How Much Do Electricians Make?

Are you ready for the good news? Electricians make an incredible salary:

As of May 2014, the average income for electricians in the United States $53,204 per year.

Not bad for a career that doesn't technically require a bachelor's degree from a four-year college!

Electrician Incomes By State

We've consulted with the Bureau of Labor Statistics—the federal agency to collects data regarding income and employment—and put together a state-by-state graph of the average electrician salary in each state, versus the average annual income of all other jobs in that state:

State: Electricians: Average:
Alabama $44,430 $40,890
Alaska $78,800 $54,040
Arizona $45,940 $44,580
Arkansas $43,150 $37,940
California $64,370 $53,890
Colorado $48,240 $49,860
Connecticut $56,580 $55,060
Delaware $52,950 $49,520
Florida $41,970 $41,820
Georgia $45,420 $44,670
Hawaii $64,360 $46,230
Idaho $45,620 $39,770
Illinois $69,940 $48,780
Indiana $58,500 $41,470
Iowa $51,520 $41,120
Kansas $50,320 $42,020
Kentucky $47,070 $40,040
Louisiana $47,260 $40,190
Maine $47,040 $42,140
Maryland $55,590 $53,470
Massachusetts $62,850 $57,610
Michigan $59,520 $45,140
Minnesota $57,830 $48,310
Mississippi $44,360 $36,750
Missouri $57,300 $42,790
Montana $60,700 $39,880
Nebraska $43,790 $41,080
Nevada $57,070 $42,310
New Hampshire $48,050 $47,060
New Jersey $67,570 $53,920
New Mexico $47,890 $42,230
New York $69,820 $55,630
North Carolina $43,280 $40,550
North Dakota $56,350 $44,100
Ohio $51,370 $43,900
Oklahoma $47,510 $40,850
Oregon $68,690 $46,850
Pennsylvania $57,120 $45,750
Rhode Island $50,580 $49,570
South Carolina $41,820 $39,570
South Dakota $44,270 $37,300
Tennessee $46,710 $40,650
Texas $45,130 $45,330
Utah $47,520 $43,550
Vermont $45,000 $44,540
Virginia $47,850 $50,750
Washington $65,590 $52,540
West Virginia $53,190 $37,880
Wisconsin $55,280 $42,880
Wyoming $57,160 $44,930

Believe it or not, in 47 out of the 50 states, the electrician salary was more than the average salary of all other professions! That's pretty fantastic.

Here are some other points of interest:

  • There are ten states where the average income of electricians is more than $60,000 per year: Alaska, Illinois, New York, Oregon, New Jersey, Washington, California, Hawaii, Massachusetts, and Montana, with electricians in Alaska earning $78,800 per year!
  • Even in the state where electricians earned the least—South Carolina, with an annual electrician income of $41,820—was still above the average income for all professions in South Carolina, which was $39,570; and
  • There were 19 states where the average electrician salary is $10,000 or more than the average salary of all other professions, and six states—Alaska, Illinois, Indiana, Missouri, Oregon, and West Virginia—where the average electrician salary is $15,000 higher than the average salary of all other professions.

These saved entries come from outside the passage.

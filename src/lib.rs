/// Course video downloader and exporter for learn.deeplearning.ai.
///
/// Given any lesson URL, this library discovers the parent course, resolves
/// its full ordered outline from the catalog's public API, classifies and
/// sequences every unit, resolves each video unit to a playable source via
/// yt-dlp (reusing the operator's browser login session), and either
/// downloads the videos in course order with resume support or exports the
/// resolved URLs to CSV.
///
/// # Architecture
///
/// - `outline`: course reference extraction and catalog API client
/// - `unit`: outline flattening, sequencing, and video/other classification
/// - `media`: the external extraction/download capability behind `MediaTool`
/// - `archive`: the completed-items marker store used for resume/skip
/// - `downloader`: ordered download orchestration and run accounting
/// - `export`: CSV export with optional URL liveness probing
///
/// # Example
/// ```no_run
/// use coursedl::{CatalogClient, CourseRef};
///
/// async fn example() -> coursedl::Result<()> {
///     let course = CourseRef::parse(
///         "https://learn.deeplearning.ai/courses/my-course/lesson/abc/intro",
///     )?;
///     let raw = CatalogClient::new().fetch_outline(&course).await?;
///     let outline = coursedl::unit::sequence(&course, &raw);
///     println!("{}: {} units", outline.title, outline.units.len());
///     Ok(())
/// }
/// ```
pub mod archive;
pub mod config;
pub mod downloader;
pub mod error;
pub mod export;
pub mod media;
pub mod naming;
pub mod outline;
pub mod summary;
pub mod unit;

// Re-export commonly used items
pub use archive::{ArchiveStore, FileArchive, MemoryArchive};
pub use config::RunConfig;
pub use downloader::Orchestrator;
pub use error::{AppError, Result};
pub use export::{ExportWriter, HttpProber};
pub use media::{MediaTool, ResolvedVideo, YtDlpTool};
pub use outline::{CatalogClient, CourseRef};
pub use summary::RunSummary;
pub use unit::{CourseOutline, Unit, UnitKind};
use clap::{Parser, Subcommand};
use coursedl::config::{DEFAULT_QUALITY, DEFAULT_THREADS};
use coursedl::error::{AppError, Result};
use coursedl::downloader::partition_pending;
use coursedl::media::resolve_sources;
use coursedl::{
    CatalogClient, CourseRef, ExportWriter, FileArchive, HttpProber, Orchestrator, RunConfig,
    RunSummary, YtDlpTool,
};
use std::path::PathBuf;
use tracing::error;
use tracing_subscriber::EnvFilter;

const EXIT_FAILURE: i32 = 1;
const EXIT_AUTH_REQUIRED: i32 = 2;

/// Course video downloader for learn.deeplearning.ai (browser login + yt-dlp).
#[derive(Parser)]
#[command(name = "coursedl", version, about)]
struct Cli {
    #[command(subcommand)]
    command: Command,
}

#[derive(Subcommand)]
enum Command {
    /// Download every video of a course in course order.
    Download {
        /// Any lesson URL under the course, or the course homepage URL.
        url: String,
        /// Output root directory (a course-named folder is created inside).
        #[arg(long)]
        out: Option<PathBuf>,
        /// Parallel segment fetch count per file.
        #[arg(long, default_value_t = DEFAULT_THREADS, value_parser = clap::value_parser!(u32).range(1..))]
        threads: u32,
        /// Format sort rule passed to yt-dlp's -S.
        #[arg(long, default_value = DEFAULT_QUALITY)]
        quality: String,
        /// Resolve and print the download plan without downloading.
        #[arg(long)]
        dry_run: bool,
    },
    /// Export direct video URLs to a CSV file instead of downloading.
    Export {
        /// Any lesson URL under the course, or the course homepage URL.
        url: String,
        /// Output CSV path.
        #[arg(long, default_value = "videos.csv")]
        out: PathBuf,
        /// Value for the advisory `path` column.
        #[arg(long)]
        root: Option<PathBuf>,
        /// Verify each resolved URL with a HEAD request.
        #[arg(long)]
        verify: bool,
    },
}

#[tokio::main]
async fn main() {
    tracing_subscriber::fmt()
        .with_env_filter(
            EnvFilter::try_from_default_env().unwrap_or_else(|_| EnvFilter::new("info")),
        )
        .with_writer(std::io::stderr)
        .init();

    let cli = Cli::parse();

    match run(cli.command).await {
        Ok(summary) => {
            summary.report();
            if !summary.is_success() {
                std::process::exit(EXIT_FAILURE);
            }
        }
        Err(e) => {
            error!("{e}");
            eprintln!("error: {e}");
            let code = match e {
                AppError::AuthRequired(_) => EXIT_AUTH_REQUIRED,
                _ => EXIT_FAILURE,
            };
            std::process::exit(code);
        }
    }
}

async fn run(command: Command) -> Result<RunSummary> {
    match command {
        Command::Download {
            url,
            out,
            threads,
            quality,
            dry_run,
        } => {
            let config = RunConfig {
                threads,
                quality,
                output_root: out,
                dry_run,
                ..RunConfig::default()
            };
            download(&url, &config).await
        }
        Command::Export {
            url,
            out,
            root,
            verify,
        } => {
            let config = RunConfig {
                csv_out: out,
                output_root: root,
                verify,
                ..RunConfig::default()
            };
            export(&url, &config).await
        }
    }
}

async fn download(url: &str, config: &RunConfig) -> Result<RunSummary> {
    let outline = fetch_outline(url).await?;
    let tool = YtDlpTool::new(config);
    let orchestrator = Orchestrator::new(&tool, config);

    if config.dry_run {
        orchestrator.print_plan(&outline.title, &outline.units);
        return Ok(RunSummary::new());
    }

    let course_dir = orchestrator.course_dir(&outline.title);
    tokio::fs::create_dir_all(&course_dir).await?;
    let mut archive = FileArchive::open(&course_dir)?;

    let (pending, already) = partition_pending(&outline.units, &archive);
    for unit in &already {
        println!("[skip] {:02} - {} (already downloaded)", unit.sequence, unit.title);
    }

    let (resolved, resolve_failures) = resolve_sources(&pending, &tool).await?;

    println!("[dir] {}", course_dir.display());
    let mut summary = orchestrator
        .download(&outline.title, &resolved, &mut archive)
        .await?;
    for _ in &already {
        summary.record_skip();
    }
    summary.absorb_failures(resolve_failures);
    Ok(summary)
}

async fn export(url: &str, config: &RunConfig) -> Result<RunSummary> {
    let outline = fetch_outline(url).await?;
    let tool = YtDlpTool::new(config);

    let (resolved, resolve_failures) = resolve_sources(&outline.units, &tool).await?;

    let prober = HttpProber::new();
    let mut summary = ExportWriter::new(&prober, config).export(&resolved).await?;
    summary.absorb_failures(resolve_failures);
    println!(
        "Exported {} rows to {}",
        resolved.len(),
        config.csv_out.display()
    );
    Ok(summary)
}

async fn fetch_outline(url: &str) -> Result<coursedl::CourseOutline> {
    let course = CourseRef::parse(url)?;
    println!("[course page] {}", course.base_url());

    let raw = CatalogClient::new().fetch_outline(&course).await?;
    let outline = coursedl::unit::sequence(&course, &raw);

    let videos: Vec<_> = outline.videos().collect();
    println!("[course] {}", outline.title);
    println!("[video units] {}", videos.len());
    for unit in &videos {
        println!("  {:02} - {} -> {}", unit.sequence, unit.title, unit.view_url);
    }

    Ok(outline)
}
use crate::config::RunConfig;
use crate::error::{AppError, Result};
use crate::media::ResolvedVideo;
use crate::summary::RunSummary;
use async_trait::async_trait;
use std::time::Duration;
use tracing::{info, warn};

/// CSV export of resolved video URLs.
///
/// One row per resolved video in ascending sequence order, fixed header
/// `url,title,path`. The file is fully overwritten each run. Verification
/// is advisory annotation only: a unit whose probe fails is recorded in the
/// summary but its row is still written, so the CSV always reflects every
/// video unit found.

const PROBE_TIMEOUT_SECS: u64 = 15;

/// Liveness probe for a resolved URL.
#[async_trait]
pub trait Prober: Send + Sync {
    async fn probe(&self, url: &str) -> Result<()>;
}

/// HEAD-request prober; follows redirects.
pub struct HttpProber {
    client: reqwest::Client,
}

impl HttpProber {
    pub fn new() -> Self {
        Self {
            client: reqwest::Client::new(),
        }
    }
}

impl Default for HttpProber {
    fn default() -> Self {
        Self::new()
    }
}

#[async_trait]
impl Prober for HttpProber {
    async fn probe(&self, url: &str) -> Result<()> {
        let response = self
            .client
            .head(url)
            .timeout(Duration::from_secs(PROBE_TIMEOUT_SECS))
            .send()
            .await
            .map_err(|e| AppError::ProbeFailed(e.to_string()))?;

        response
            .error_for_status()
            .map_err(|e| AppError::ProbeFailed(e.to_string()))?;
        Ok(())
    }
}

pub struct ExportWriter<'a> {
    prober: &'a dyn Prober,
    config: &'a RunConfig,
}

impl<'a> ExportWriter<'a> {
    pub fn new(prober: &'a dyn Prober, config: &'a RunConfig) -> Self {
        Self { prober, config }
    }

    /// Writes the CSV export for all resolved videos.
    ///
    /// With `verify` set, each URL is probed first; probe failures are
    /// recorded in the summary without dropping the row.
    pub async fn export(&self, resolved: &[ResolvedVideo]) -> Result<RunSummary> {
        let mut summary = RunSummary::new();
        let path_column = self
            .config
            .output_root
            .as_ref()
            .map(|p| p.display().to_string())
            .unwrap_or_else(|| ".".to_string());

        let mut writer = csv::Writer::from_path(&self.config.csv_out)?;
        writer.write_record(["url", "title", "path"])?;

        for video in resolved {
            let unit = &video.unit;

            if self.config.verify {
                match self.prober.probe(&video.source.direct_url).await {
                    Ok(()) => summary.record_success(),
                    Err(e) => {
                        warn!(seq = unit.sequence, title = %unit.title, error = %e, "probe failed");
                        summary.record_failure(unit.clone(), e);
                    }
                }
            } else {
                summary.record_success();
            }

            let title = format!("{:02} - {}", unit.sequence, unit.title);
            writer.write_record([
                video.source.direct_url.as_str(),
                title.as_str(),
                path_column.as_str(),
            ])?;
        }

        writer.flush()?;
        info!(
            rows = resolved.len(),
            out = %self.config.csv_out.display(),
            "export written"
        );
        Ok(summary)
    }
}

#[cfg(test)]
mod tests {
    use super::*;
    use crate::media::MediaSource;
    use crate::unit::{Unit, UnitKind};
    use chrono::Utc;
    use std::path::PathBuf;

    fn video(sequence: u32, title: &str) -> ResolvedVideo {
        ResolvedVideo {
            unit: Unit {
                sequence,
                title: title.to_string(),
                kind: UnitKind::Video,
                native_id: format!("k{sequence}"),
                view_url: String::new(),
            },
            source: MediaSource {
                page_url: format!("page-{sequence}"),
                direct_url: format!("https://cdn.example/{sequence}.m3u8"),
            },
            resolved_at: Utc::now(),
        }
    }

    struct NoopProber;

    #[async_trait]
    impl Prober for NoopProber {
        async fn probe(&self, _: &str) -> Result<()> {
            Ok(())
        }
    }

    struct FailingProber {
        fail_url: String,
    }

    #[async_trait]
    impl Prober for FailingProber {
        async fn probe(&self, url: &str) -> Result<()> {
            if url == self.fail_url {
                return Err(AppError::ProbeFailed("410 Gone".into()));
            }
            Ok(())
        }
    }

    fn config_for(csv_out: PathBuf, verify: bool) -> RunConfig {
        RunConfig {
            csv_out,
            verify,
            output_root: Some(PathBuf::from("out")),
            ..RunConfig::default()
        }
    }

    #[tokio::test]
    async fn writes_header_and_rows_in_sequence_order() {
        let dir = tempfile::tempdir().unwrap();
        let out = dir.path().join("videos.csv");
        let config = config_for(out.clone(), false);
        let resolved = vec![video(2, "Intro"), video(3, "RAG"), video(5, "Agents")];

        let summary = ExportWriter::new(&NoopProber, &config)
            .export(&resolved)
            .await
            .unwrap();

        let contents = std::fs::read_to_string(&out).unwrap();
        let lines: Vec<&str> = contents.lines().collect();
        assert_eq!(lines[0], "url,title,path");
        assert_eq!(lines.len(), 4);
        assert_eq!(lines[1], "https://cdn.example/2.m3u8,02 - Intro,out");
        assert_eq!(lines[2], "https://cdn.example/3.m3u8,03 - RAG,out");
        assert_eq!(lines[3], "https://cdn.example/5.m3u8,05 - Agents,out");
        assert_eq!(summary.succeeded, 3);
        assert!(summary.is_success());
    }

    #[tokio::test]
    async fn overwrites_previous_export() {
        let dir = tempfile::tempdir().unwrap();
        let out = dir.path().join("videos.csv");
        let config = config_for(out.clone(), false);
        let writer = ExportWriter::new(&NoopProber, &config);

        writer
            .export(&[video(1, "A"), video(2, "B"), video(3, "C")])
            .await
            .unwrap();
        writer.export(&[video(1, "A")]).await.unwrap();

        let contents = std::fs::read_to_string(&out).unwrap();
        assert_eq!(contents.lines().count(), 2);
    }

    #[tokio::test]
    async fn probe_failure_is_recorded_but_row_is_still_written() {
        let dir = tempfile::tempdir().unwrap();
        let out = dir.path().join("videos.csv");
        let config = config_for(out.clone(), true);
        let prober = FailingProber {
            fail_url: "https://cdn.example/3.m3u8".into(),
        };
        let resolved = vec![video(2, "Intro"), video(3, "RAG")];

        let summary = ExportWriter::new(&prober, &config)
            .export(&resolved)
            .await
            .unwrap();

        let contents = std::fs::read_to_string(&out).unwrap();
        assert_eq!(contents.lines().count(), 3);
        assert!(contents.contains("03 - RAG"));
        assert_eq!(summary.failed.len(), 1);
        assert_eq!(summary.failed[0].0.sequence, 3);
        assert_eq!(summary.succeeded, 1);
    }
}
use std::io;
use thiserror::Error;
use url;

/// Error types for the application.
///
/// The taxonomy splits into run-fatal conditions (bad input URL, outline
/// fetch problems, missing login session) and per-unit conditions
/// (extraction, download, probe) that are collected into the run summary
/// while processing continues with the remaining units.
#[derive(Error, Debug)]
pub enum AppError {
    #[error("invalid course URL: {0}")]
    InvalidUrl(String),

    #[error("course not found: {0}")]
    CourseNotFound(String),

    #[error("outline fetch failed: {0}")]
    OutlineFetch(String),

    #[error("login session required: {0}")]
    AuthRequired(String),

    #[error("extraction failed: {0}")]
    ExtractionFailed(String),

    #[error("download failed: {0}")]
    DownloadFailed(String),

    #[error("URL probe failed: {0}")]
    ProbeFailed(String),

    #[error("IO error: {0}")]
    Io(#[from] io::Error),

    #[error("URL parse error: {0}")]
    UrlParse(#[from] url::ParseError),

    #[error("CSV error: {0}")]
    Csv(#[from] csv::Error),
}

pub type Result<T> = std::result::Result<T, AppError>;
use crate::naming::slugify;
use crate::outline::{CourseRef, RawCourse, COURSE_HOST};

/// Unit classification and sequencing.
///
/// Flattens the catalog's section listing into one ordered list, assigns a
/// stable 1-based sequence number to every unit regardless of type, and
/// classifies each unit as video or other. Pure; no I/O.

/// Declared content kind of a unit. Closed variant so a new non-video kind
/// can never be misrouted into the video-only stages.
#[derive(Debug, Clone, Copy, PartialEq, Eq)]
pub enum UnitKind {
    Video,
    Other,
}

impl UnitKind {
    fn classify(raw_kind: &str) -> Self {
        if raw_kind.eq_ignore_ascii_case("video") {
            UnitKind::Video
        } else {
            UnitKind::Other
        }
    }
}

/// One addressable piece of course content in its course position.
#[derive(Debug, Clone, PartialEq, Eq)]
pub struct Unit {
    /// 1-based position in the flattened outline. Unique and contiguous
    /// within one course snapshot; not stable across catalog edits.
    pub sequence: u32,
    pub title: String,
    pub kind: UnitKind,
    /// The catalog's key for this unit.
    pub native_id: String,
    /// Canonical lesson page URL; the extractor resolves media from it.
    pub view_url: String,
}

impl Unit {
    pub fn is_video(&self) -> bool {
        self.kind == UnitKind::Video
    }
}

/// The resolved, ordered outline of one course.
#[derive(Debug)]
pub struct CourseOutline {
    pub title: String,
    pub units: Vec<Unit>,
}

impl CourseOutline {
    /// Video units in ascending sequence order.
    pub fn videos(&self) -> impl Iterator<Item = &Unit> {
        self.units.iter().filter(|u| u.is_video())
    }
}

/// Flattens the raw outline and assigns sequence numbers.
///
/// Sections are walked in listed order with their units in declared order;
/// every unit consumes a sequence number whether or not it is a video, so
/// video sequence numbers may have gaps relative to a video-only listing.
/// When the catalog serves no listing, units fall back to the order of
/// their native index. Listing entries without a matching unit record are
/// dropped; they carry no title or type to work with.
pub fn sequence(course: &CourseRef, raw: &RawCourse) -> CourseOutline {
    let title = raw
        .name
        .clone()
        .unwrap_or_else(|| course.course_id.clone());

    let mut ordered_keys: Vec<&str> = Vec::new();
    for block in &raw.listing {
        for item in &block.content {
            if item.kind == "lesson" {
                if let Some(key) = item.key.as_deref() {
                    if raw.lessons.contains_key(key) {
                        ordered_keys.push(key);
                    }
                }
            }
        }
    }

    if ordered_keys.is_empty() {
        let mut pairs: Vec<(&String, i64)> = raw
            .lessons
            .iter()
            .map(|(key, unit)| (key, unit.index))
            .collect();
        pairs.sort_by(|a, b| a.1.cmp(&b.1).then_with(|| a.0.cmp(b.0)));
        ordered_keys = pairs.into_iter().map(|(key, _)| key.as_str()).collect();
    }

    let units = ordered_keys
        .into_iter()
        .enumerate()
        .map(|(position, key)| {
            let raw_unit = &raw.lessons[key];
            let sequence = (position + 1) as u32;
            let title = raw_unit
                .name
                .clone()
                .unwrap_or_else(|| format!("Lesson {sequence}"));
            let lesson_slug = raw_unit.slug.clone().unwrap_or_else(|| key.to_string());
            let view_url = format!(
                "https://{COURSE_HOST}/courses/{}/lesson/{}/{}",
                course.course_id,
                lesson_slug,
                slugify(&title)
            );
            Unit {
                sequence,
                title,
                kind: UnitKind::classify(&raw_unit.kind),
                native_id: key.to_string(),
                view_url,
            }
        })
        .collect();

    CourseOutline { title, units }
}

#[cfg(test)]
mod tests {
    use super::*;
    use crate::outline::parse_outline;

    fn course() -> CourseRef {
        CourseRef::parse("https://learn.deeplearning.ai/courses/test-course").unwrap()
    }

    fn outline_json(kinds: &[&str]) -> String {
        let lessons: Vec<String> = kinds
            .iter()
            .enumerate()
            .map(|(i, kind)| {
                format!(
                    r#""k{}": {{"type": "{}", "index": {}, "name": "Unit {}", "slug": "u{}"}}"#,
                    i,
                    kind,
                    i + 1,
                    i + 1,
                    i
                )
            })
            .collect();
        let listing: Vec<String> = kinds
            .iter()
            .enumerate()
            .map(|(i, _)| format!(r#"{{"type": "lesson", "key": "k{i}"}}"#))
            .collect();
        format!(
            r#"{{"result": {{"data": {{"json": {{
                "name": "Test Course",
                "lessons": {{{}}},
                "listing": [{{"content": [{}]}}]
            }}}}}}}}"#,
            lessons.join(","),
            listing.join(",")
        )
    }

    #[test]
    fn sequences_are_contiguous_from_one() {
        let raw = parse_outline(&outline_json(&["other", "video", "video", "other", "video"]), "t")
            .unwrap();
        let outline = sequence(&course(), &raw);
        let seqs: Vec<u32> = outline.units.iter().map(|u| u.sequence).collect();
        assert_eq!(seqs, vec![1, 2, 3, 4, 5]);
    }

    #[test]
    fn non_video_units_consume_sequence_numbers() {
        let raw = parse_outline(&outline_json(&["other", "video", "video", "other", "video"]), "t")
            .unwrap();
        let outline = sequence(&course(), &raw);
        let video_seqs: Vec<u32> = outline.videos().map(|u| u.sequence).collect();
        assert_eq!(video_seqs, vec![2, 3, 5]);
    }

    #[test]
    fn classification_is_case_insensitive_exact_match() {
        let raw = parse_outline(&outline_json(&["Video", "reading", "quiz"]), "t").unwrap();
        let outline = sequence(&course(), &raw);
        assert_eq!(outline.units[0].kind, UnitKind::Video);
        assert_eq!(outline.units[1].kind, UnitKind::Other);
        assert_eq!(outline.units[2].kind, UnitKind::Other);
    }

    #[test]
    fn builds_view_urls() {
        let raw = parse_outline(&outline_json(&["video"]), "t").unwrap();
        let outline = sequence(&course(), &raw);
        assert_eq!(
            outline.units[0].view_url,
            "https://learn.deeplearning.ai/courses/test-course/lesson/u0/unit-1"
        );
    }

    #[test]
    fn falls_back_to_native_index_without_listing() {
        let body = r#"{"result": {"data": {"json": {
            "name": "C",
            "lessons": {
                "b": {"type": "video", "index": 2, "name": "Second", "slug": "s2"},
                "a": {"type": "video", "index": 1, "name": "First", "slug": "s1"}
            },
            "listing": []
        }}}}"#;
        let raw = parse_outline(body, "c").unwrap();
        let outline = sequence(&course(), &raw);
        let titles: Vec<&str> = outline.units.iter().map(|u| u.title.as_str()).collect();
        assert_eq!(titles, vec!["First", "Second"]);
        assert_eq!(outline.units[0].sequence, 1);
    }

    #[test]
    fn dangling_listing_keys_are_dropped() {
        let body = r#"{"result": {"data": {"json": {
            "name": "C",
            "lessons": {
                "a": {"type": "video", "index": 1, "name": "Only", "slug": "s"}
            },
            "listing": [{"content": [
                {"type": "lesson", "key": "missing"},
                {"type": "lesson", "key": "a"}
            ]}]
        }}}}"#;
        let raw = parse_outline(body, "c").unwrap();
        let outline = sequence(&course(), &raw);
        assert_eq!(outline.units.len(), 1);
        assert_eq!(outline.units[0].sequence, 1);
    }

    #[test]
    fn course_title_falls_back_to_slug() {
        let body = r#"{"result": {"data": {"json": {"lessons": {}, "listing": []}}}}"#;
        let raw = parse_outline(body, "c").unwrap();
        let outline = sequence(&course(), &raw);
        assert_eq!(outline.title, "test-course");
        assert!(outline.units.is_empty());
    }
}
use crate::config::RunConfig;
use crate::error::{AppError, Result};
use crate::unit::Unit;
use async_trait::async_trait;
use chrono::{DateTime, Utc};
use std::path::Path;
use std::process::Stdio;
use std::time::Duration;
use tokio::process::Command;
use tracing::{debug, warn};

/// Media source resolution and fetching through an external tool.
///
/// Both operations are delegated to yt-dlp, which reuses the operator's
/// browser login session for authentication. The `MediaTool` trait keeps
/// the orchestration logic testable without touching the real binary.

const RESOLVE_TIMEOUT_SECS: u64 = 60;

/// A playable media reference for one video unit.
///
/// `direct_url` is freshly time-limited; `page_url` is the authenticated
/// lesson page the download executor re-extracts from.
#[derive(Debug, Clone, PartialEq, Eq)]
pub struct MediaSource {
    pub page_url: String,
    pub direct_url: String,
}

/// A video unit paired with its playable source. Never persisted; lives for
/// one run only, since resolution is re-done per run.
#[derive(Debug, Clone)]
pub struct ResolvedVideo {
    pub unit: Unit,
    pub source: MediaSource,
    pub resolved_at: DateTime<Utc>,
}

/// External extraction and download capability.
#[async_trait]
pub trait MediaTool: Send + Sync {
    /// Resolves a video unit to a playable source.
    ///
    /// # Errors
    /// `AuthRequired` when the browser session is missing or expired
    /// (run-fatal), `ExtractionFailed` for a per-unit failure.
    async fn resolve(&self, unit: &Unit) -> Result<MediaSource>;

    /// Fetches a resolved video into the destination template.
    ///
    /// # Errors
    /// `DownloadFailed` when the executor reports a non-zero status.
    async fn fetch(&self, video: &ResolvedVideo, template: &Path, config: &RunConfig)
        -> Result<()>;
}

/// Login-related failure patterns in yt-dlp's stderr. These are run-fatal:
/// an expired session fails every subsequent unit identically.
pub(crate) fn looks_like_auth_error(stderr: &str) -> bool {
    let lower = stderr.to_lowercase();
    ["sign in", "log in", "login", "authentication", "cookies"]
        .iter()
        .any(|pattern| lower.contains(pattern))
}

/// Drives the yt-dlp binary via subprocess.
pub struct YtDlpTool {
    program: String,
    cookie_browser: String,
    resolve_timeout: Duration,
}

impl YtDlpTool {
    pub fn new(config: &RunConfig) -> Self {
        Self {
            program: config.ytdlp_program.clone(),
            cookie_browser: config.cookie_browser.clone(),
            resolve_timeout: Duration::from_secs(RESOLVE_TIMEOUT_SECS),
        }
    }
}

#[async_trait]
impl MediaTool for YtDlpTool {
    async fn resolve(&self, unit: &Unit) -> Result<MediaSource> {
        debug!(seq = unit.sequence, url = %unit.view_url, "resolving media source");

        // On timeout the output future is dropped; kill_on_drop reaps the
        // child instead of leaving it running with its pipes open.
        let child = Command::new(&self.program)
            .arg("--cookies-from-browser")
            .arg(&self.cookie_browser)
            .arg("-g")
            .arg("-f")
            .arg("bv*+ba/b")
            .arg(&unit.view_url)
            .stdin(Stdio::null())
            .stdout(Stdio::piped())
            .stderr(Stdio::piped())
            .kill_on_drop(true)
            .output();

        let output = tokio::time::timeout(self.resolve_timeout, child)
            .await
            .map_err(|_| {
                AppError::ExtractionFailed(format!(
                    "{} timed out resolving {}",
                    self.program, unit.view_url
                ))
            })?
            .map_err(|e| AppError::ExtractionFailed(format!("failed to run {}: {e}", self.program)))?;

        if !output.status.success() {
            let stderr = String::from_utf8_lossy(&output.stderr);
            let message = stderr.trim().to_string();
            if looks_like_auth_error(&message) {
                return Err(AppError::AuthRequired(message));
            }
            return Err(AppError::ExtractionFailed(if message.is_empty() {
                format!("{} exited with {}", self.program, output.status)
            } else {
                message
            }));
        }

        // HLS cases return one line (muxed) or two (separate video/audio);
        // the first line is the video URL.
        let stdout = String::from_utf8_lossy(&output.stdout);
        let direct_url = stdout
            .lines()
            .map(str::trim)
            .find(|line| !line.is_empty())
            .ok_or_else(|| {
                AppError::ExtractionFailed(format!("{} returned no URL", self.program))
            })?
            .to_string();

        Ok(MediaSource {
            page_url: unit.view_url.clone(),
            direct_url,
        })
    }

    async fn fetch(
        &self,
        video: &ResolvedVideo,
        template: &Path,
        config: &RunConfig,
    ) -> Result<()> {
        let status = Command::new(&self.program)
            .arg("--cookies-from-browser")
            .arg(&self.cookie_browser)
            .arg("--no-overwrites")
            .arg("--continue")
            .arg("-N")
            .arg(config.threads.to_string())
            .arg("-S")
            .arg(&config.quality)
            .arg("--add-metadata")
            .arg("--merge-output-format")
            .arg("mp4")
            .arg("-o")
            .arg(template)
            .arg(&video.source.page_url)
            .stdin(Stdio::null())
            .status()
            .await
            .map_err(|e| AppError::DownloadFailed(format!("failed to run {}: {e}", self.program)))?;

        if !status.success() {
            return Err(AppError::DownloadFailed(format!(
                "{} exited with {status}",
                self.program
            )));
        }
        Ok(())
    }
}

/// Resolves every video unit to a playable source, in sequence order.
///
/// Per-unit extraction failures are recorded and resolution continues with
/// the next unit. `AuthRequired` aborts immediately: every remaining unit
/// would fail the same way.
pub async fn resolve_sources(
    units: &[Unit],
    tool: &dyn MediaTool,
) -> Result<(Vec<ResolvedVideo>, Vec<(Unit, AppError)>)> {
    let mut resolved = Vec::new();
    let mut failed = Vec::new();

    for unit in units.iter().filter(|u| u.is_video()) {
        match tool.resolve(unit).await {
            Ok(source) => resolved.push(ResolvedVideo {
                unit: unit.clone(),
                source,
                resolved_at: Utc::now(),
            }),
            Err(err @ AppError::AuthRequired(_)) => return Err(err),
            Err(err) => {
                warn!(seq = unit.sequence, title = %unit.title, error = %err, "extraction failed");
                failed.push((unit.clone(), err));
            }
        }
    }

    Ok((resolved, failed))
}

Another point of interest: the average salary of an electrician is higher than many positions which require a costly four-year college degree. Nice!

You may be asking, "Do those salary figures include electrician apprentices?" The answer is no—electrician apprentices earn less than electrician journeymen, but their income increases as they progress further into their apprenticeship. We discuss that below, in our "Apprenticeships—Pros and Cons" section.

How Much Do Electricians Make

Job Outlook for Electricians

There are over half-a-million electricians currently working in the United States, and that figure is expected to rise over the next twenty years. According the Bureau of Labor Statistics, electricians had 583,500 jobs as of May 2012, and employment among electricians is expected to grow 20% between 2012 and 2022. That is a faster rate of growth than all of the other occupations (the forecast for all other occupations is a 14% rate of growth).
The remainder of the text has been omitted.